What to work on: Go through the material line by line and copy each one with the word "AppState".

Information supplied:
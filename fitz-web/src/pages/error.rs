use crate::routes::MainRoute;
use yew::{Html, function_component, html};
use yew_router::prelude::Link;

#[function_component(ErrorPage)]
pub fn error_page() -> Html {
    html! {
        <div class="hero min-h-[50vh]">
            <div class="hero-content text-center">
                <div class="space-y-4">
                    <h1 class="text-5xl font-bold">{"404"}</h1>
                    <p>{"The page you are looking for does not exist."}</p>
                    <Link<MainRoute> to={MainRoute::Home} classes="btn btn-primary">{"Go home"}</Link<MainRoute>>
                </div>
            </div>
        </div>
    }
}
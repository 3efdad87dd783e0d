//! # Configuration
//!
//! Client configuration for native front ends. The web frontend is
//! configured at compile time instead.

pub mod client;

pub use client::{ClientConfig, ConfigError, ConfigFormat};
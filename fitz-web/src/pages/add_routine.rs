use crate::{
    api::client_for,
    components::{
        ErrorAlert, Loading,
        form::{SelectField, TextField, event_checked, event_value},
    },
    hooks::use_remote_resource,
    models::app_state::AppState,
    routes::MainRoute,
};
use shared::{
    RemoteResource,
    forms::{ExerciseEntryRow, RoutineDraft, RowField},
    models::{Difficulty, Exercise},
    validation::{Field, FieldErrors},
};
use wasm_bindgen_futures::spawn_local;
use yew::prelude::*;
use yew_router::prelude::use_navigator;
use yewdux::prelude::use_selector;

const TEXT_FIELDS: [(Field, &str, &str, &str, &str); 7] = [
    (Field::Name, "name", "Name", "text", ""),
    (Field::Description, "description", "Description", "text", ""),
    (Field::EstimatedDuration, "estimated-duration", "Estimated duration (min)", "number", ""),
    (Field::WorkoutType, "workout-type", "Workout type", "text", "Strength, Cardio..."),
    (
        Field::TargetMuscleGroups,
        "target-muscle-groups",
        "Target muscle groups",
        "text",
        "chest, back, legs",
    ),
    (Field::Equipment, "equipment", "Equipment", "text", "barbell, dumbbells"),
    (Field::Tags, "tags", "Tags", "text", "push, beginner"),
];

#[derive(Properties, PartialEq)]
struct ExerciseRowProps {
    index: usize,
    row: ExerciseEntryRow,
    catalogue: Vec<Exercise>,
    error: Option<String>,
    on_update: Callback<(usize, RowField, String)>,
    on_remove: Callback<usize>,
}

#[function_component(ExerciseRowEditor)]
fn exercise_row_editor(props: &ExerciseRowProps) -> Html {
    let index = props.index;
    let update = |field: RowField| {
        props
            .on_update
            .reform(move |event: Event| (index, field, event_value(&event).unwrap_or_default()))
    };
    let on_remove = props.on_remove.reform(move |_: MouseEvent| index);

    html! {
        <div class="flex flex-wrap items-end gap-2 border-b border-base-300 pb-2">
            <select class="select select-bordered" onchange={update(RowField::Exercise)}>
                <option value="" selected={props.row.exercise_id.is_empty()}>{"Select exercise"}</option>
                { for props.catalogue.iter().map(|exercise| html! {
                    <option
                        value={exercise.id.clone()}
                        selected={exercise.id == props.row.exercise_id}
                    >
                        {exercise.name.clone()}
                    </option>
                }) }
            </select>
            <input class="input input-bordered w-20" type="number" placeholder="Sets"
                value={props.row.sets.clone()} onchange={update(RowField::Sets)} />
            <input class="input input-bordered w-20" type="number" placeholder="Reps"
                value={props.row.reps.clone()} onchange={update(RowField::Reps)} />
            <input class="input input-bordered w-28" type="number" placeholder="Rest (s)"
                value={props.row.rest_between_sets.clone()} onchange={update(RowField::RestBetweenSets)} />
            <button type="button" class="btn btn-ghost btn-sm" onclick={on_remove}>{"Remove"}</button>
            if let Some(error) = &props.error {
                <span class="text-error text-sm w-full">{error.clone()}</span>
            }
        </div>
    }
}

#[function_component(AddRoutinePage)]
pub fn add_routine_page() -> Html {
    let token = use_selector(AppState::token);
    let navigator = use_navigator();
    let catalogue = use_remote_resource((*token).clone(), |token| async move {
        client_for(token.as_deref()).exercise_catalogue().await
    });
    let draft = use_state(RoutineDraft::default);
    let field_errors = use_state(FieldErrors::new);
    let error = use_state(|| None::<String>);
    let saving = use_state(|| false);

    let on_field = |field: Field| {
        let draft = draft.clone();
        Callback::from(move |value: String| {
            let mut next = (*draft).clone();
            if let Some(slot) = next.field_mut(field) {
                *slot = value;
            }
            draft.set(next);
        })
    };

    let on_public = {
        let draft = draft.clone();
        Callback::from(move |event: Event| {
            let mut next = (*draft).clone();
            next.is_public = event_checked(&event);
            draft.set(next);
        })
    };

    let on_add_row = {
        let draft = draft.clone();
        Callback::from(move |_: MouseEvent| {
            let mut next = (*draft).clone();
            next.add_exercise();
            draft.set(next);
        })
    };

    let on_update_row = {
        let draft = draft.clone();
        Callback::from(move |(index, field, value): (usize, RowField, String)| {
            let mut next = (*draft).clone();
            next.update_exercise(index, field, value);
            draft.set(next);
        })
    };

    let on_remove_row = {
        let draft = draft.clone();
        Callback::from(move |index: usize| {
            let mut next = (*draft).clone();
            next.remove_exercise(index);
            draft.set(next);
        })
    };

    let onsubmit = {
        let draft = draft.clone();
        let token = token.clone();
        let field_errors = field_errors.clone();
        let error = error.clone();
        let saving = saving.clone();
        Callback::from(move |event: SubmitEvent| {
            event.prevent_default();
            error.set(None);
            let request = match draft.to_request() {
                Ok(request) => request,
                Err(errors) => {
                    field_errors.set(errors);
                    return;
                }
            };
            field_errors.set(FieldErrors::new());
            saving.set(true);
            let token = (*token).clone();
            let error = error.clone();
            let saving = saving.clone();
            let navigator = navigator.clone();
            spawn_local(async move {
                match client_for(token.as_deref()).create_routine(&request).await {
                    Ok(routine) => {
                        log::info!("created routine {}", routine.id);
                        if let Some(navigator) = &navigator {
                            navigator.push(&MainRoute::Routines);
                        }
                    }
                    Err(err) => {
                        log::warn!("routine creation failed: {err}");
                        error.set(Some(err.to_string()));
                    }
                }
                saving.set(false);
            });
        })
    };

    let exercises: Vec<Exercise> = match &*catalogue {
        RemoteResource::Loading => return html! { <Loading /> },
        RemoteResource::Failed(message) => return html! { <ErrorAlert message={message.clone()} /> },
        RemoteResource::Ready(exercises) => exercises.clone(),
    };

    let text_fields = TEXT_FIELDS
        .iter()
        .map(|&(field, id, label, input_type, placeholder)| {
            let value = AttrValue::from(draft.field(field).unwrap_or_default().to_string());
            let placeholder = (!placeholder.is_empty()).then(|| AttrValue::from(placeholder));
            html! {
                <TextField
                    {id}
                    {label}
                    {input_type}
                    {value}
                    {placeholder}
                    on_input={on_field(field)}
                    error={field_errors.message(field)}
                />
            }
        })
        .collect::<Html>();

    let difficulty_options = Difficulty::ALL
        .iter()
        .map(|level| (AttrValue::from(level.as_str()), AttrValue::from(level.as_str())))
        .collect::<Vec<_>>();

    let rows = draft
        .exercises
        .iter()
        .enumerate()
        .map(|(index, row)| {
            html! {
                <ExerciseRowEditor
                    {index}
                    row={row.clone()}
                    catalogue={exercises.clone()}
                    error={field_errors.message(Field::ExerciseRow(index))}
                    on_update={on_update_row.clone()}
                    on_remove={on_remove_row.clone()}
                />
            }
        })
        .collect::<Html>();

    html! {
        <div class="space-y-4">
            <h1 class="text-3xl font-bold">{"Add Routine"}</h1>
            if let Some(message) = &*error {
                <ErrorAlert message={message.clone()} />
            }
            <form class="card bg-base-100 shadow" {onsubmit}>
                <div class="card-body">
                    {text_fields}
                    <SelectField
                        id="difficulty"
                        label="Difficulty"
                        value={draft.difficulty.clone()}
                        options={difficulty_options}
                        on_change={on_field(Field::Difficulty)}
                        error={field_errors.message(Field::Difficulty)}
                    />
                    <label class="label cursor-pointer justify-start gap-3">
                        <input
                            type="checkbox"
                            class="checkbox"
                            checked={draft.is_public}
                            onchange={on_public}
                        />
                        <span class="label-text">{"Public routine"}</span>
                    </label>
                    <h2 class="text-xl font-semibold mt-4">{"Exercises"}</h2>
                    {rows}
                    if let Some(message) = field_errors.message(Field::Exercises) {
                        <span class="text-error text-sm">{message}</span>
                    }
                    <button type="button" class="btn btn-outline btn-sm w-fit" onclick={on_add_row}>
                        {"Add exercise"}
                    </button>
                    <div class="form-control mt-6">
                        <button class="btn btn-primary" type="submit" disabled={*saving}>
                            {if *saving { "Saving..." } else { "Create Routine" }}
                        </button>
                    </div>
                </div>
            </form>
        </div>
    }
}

Output for this task:
    models::app_state::AppState,
    let token = use_selector(AppState::token);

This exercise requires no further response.